- [YOUR INSTRUCTIONS]
Write out exactly the lines that run from the one containing "to a TOML file." to the end of the entries below, with both end lines included.

-- INFORMATION SHOWN follows --

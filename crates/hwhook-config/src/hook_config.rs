//! Hook configuration file format and operations.

use std::path::{Path, PathBuf};

use hwhook_core::{CLOSE_COMMAND_KEY, HookState, OPEN_COMMAND_KEY};
use serde::{Deserialize, Serialize};

use crate::error::ConfigError;
use crate::node::ConfigNode;

/// Default root of the per-card parameter descriptions.
pub const DEFAULT_PROC_ROOT: &str = "/proc/asound";

/// Default shell used to run commands.
pub const DEFAULT_SHELL: &str = "/bin/sh";

/// Hook configuration file.
///
/// # TOML Format
///
/// ```toml
/// [hook_args]
/// opencmd = "/usr/local/bin/loop-capture start"
/// closecmd = "/usr/local/bin/loop-capture stop"
///
/// [io]
/// proc_root = "/proc/asound"
/// shell = "/bin/sh"
/// ```
///
/// `hook_args` is handed to the hook unchanged, exactly like the
/// `hook_args` compound of an ALSA `hooks` PCM definition.
#[derive(Debug, Clone, Serialize, Deserialize, PartialEq, Default)]
pub struct HookConfig {
    /// Arguments passed to the hook at install time.
    #[serde(default)]
    pub hook_args: ConfigNode,

    /// Settings for the production adapters.
    #[serde(default)]
    pub io: IoSettings,
}

/// Settings for the procfs parameter source and the shell runner.
#[derive(Debug, Clone, Serialize, Deserialize, PartialEq)]
pub struct IoSettings {
    /// Root directory holding `card<N>/pcm<D>p/sub<S>/hw_params`.
    #[serde(default = "default_proc_root")]
    pub proc_root: PathBuf,

    /// Shell invoked as `<shell> -c <command>`.
    #[serde(default = "default_shell")]
    pub shell: PathBuf,
}

fn default_proc_root() -> PathBuf {
    PathBuf::from(DEFAULT_PROC_ROOT)
}

fn default_shell() -> PathBuf {
    PathBuf::from(DEFAULT_SHELL)
}

impl Default for IoSettings {
    fn default() -> Self {
        Self {
            proc_root: default_proc_root(),
            shell: default_shell(),
        }
    }
}

impl HookConfig {
    /// Create a configuration holding both command templates.
    pub fn new(opencmd: impl Into<String>, closecmd: impl Into<String>) -> Self {
        Self {
            hook_args: ConfigNode::compound()
                .with(OPEN_COMMAND_KEY, ConfigNode::String(opencmd.into()))
                .with(CLOSE_COMMAND_KEY, ConfigNode::String(closecmd.into())),
            io: IoSettings::default(),
        }
    }

    /// Override the procfs root.
    pub fn with_proc_root(mut self, proc_root: impl Into<PathBuf>) -> Self {
        self.io.proc_root = proc_root.into();
        self
    }

    /// Override the shell.
    pub fn with_shell(mut self, shell: impl Into<PathBuf>) -> Self {
        self.io.shell = shell.into();
        self
    }

    /// Load a configuration from a TOML file.
    pub fn load(path: impl AsRef<Path>) -> Result<Self, ConfigError> {
        let path = path.as_ref();
        let content =
            std::fs::read_to_string(path).map_err(|e| ConfigError::read_file(path, e))?;
        let config: HookConfig = toml::from_str(&content)?;
        Ok(config)
    }

    /// Locate and load the configuration, see [`crate::paths::find_config`].
    pub fn discover(explicit: Option<&Path>) -> Result<(PathBuf, Self), ConfigError> {
        let path = crate::paths::find_config(explicit)?;
        let config = Self::load(&path)?;
        Ok((path, config))
    }

    /// Load a configuration from a TOML string.
    pub fn from_toml(toml_str: &str) -> Result<Self, ConfigError> {
        Ok(toml::from_str(toml_str)?)
    }

    /// Save the configuration to a TOML file.
    pub fn save(&self, path: impl AsRef<Path>) -> Result<(), ConfigError> {
        let path = path.as_ref();

        if let Some(parent) = path.parent()
            && !parent.exists()
        {
            std::fs::create_dir_all(parent).map_err(|e| ConfigError::create_dir(parent, e))?;
        }

        let content = toml::to_string_pretty(self)?;
        std::fs::write(path, content).map_err(|e| ConfigError::write_file(path, e))?;
        Ok(())
    }

    /// Convert the configuration to a TOML string.
    pub fn to_toml(&self) -> Result<String, ConfigError> {
        Ok(toml::to_string_pretty(self)?)
    }

    /// Check the hook arguments the way installation will.
    pub fn validate(&self) -> Result<HookState, ConfigError> {
        Ok(HookState::from_config(&self.hook_args)?)
    }

    /// Configured open command, if present and a string.
    pub fn open_command(&self) -> Option<&str> {
        self.hook_args.search(OPEN_COMMAND_KEY)?.as_str()
    }

    /// Configured close command, if present and a string.
    pub fn close_command(&self) -> Option<&str> {
        self.hook_args.search(CLOSE_COMMAND_KEY)?.as_str()
    }
}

-- INFORMATION SHOWN concluded --

- [WRITTEN ANSWER]
    /// Save the configuration to a TOML file.
    pub fn save(&self, path: impl AsRef<Path>) -> Result<(), ConfigError> {
        let path = path.as_ref();

        if let Some(parent) = path.parent()
            && !parent.exists()
        {
            std::fs::create_dir_all(parent).map_err(|e| ConfigError::create_dir(parent, e))?;
        }

        let content = toml::to_string_pretty(self)?;
        std::fs::write(path, content).map_err(|e| ConfigError::write_file(path, e))?;
        Ok(())
    }

    /// Convert the configuration to a TOML string.
    pub fn to_toml(&self) -> Result<String, ConfigError> {
        Ok(toml::to_string_pretty(self)?)
    }

    /// Check the hook arguments the way installation will.
    pub fn validate(&self) -> Result<HookState, ConfigError> {
        Ok(HookState::from_config(&self.hook_args)?)
    }

    /// Configured open command, if present and a string.
    pub fn open_command(&self) -> Option<&str> {
        self.hook_args.search(OPEN_COMMAND_KEY)?.as_str()
    }

    /// Configured close command, if present and a string.
    pub fn close_command(&self) -> Option<&str> {
        self.hook_args.search(CLOSE_COMMAND_KEY)?.as_str()
    }
}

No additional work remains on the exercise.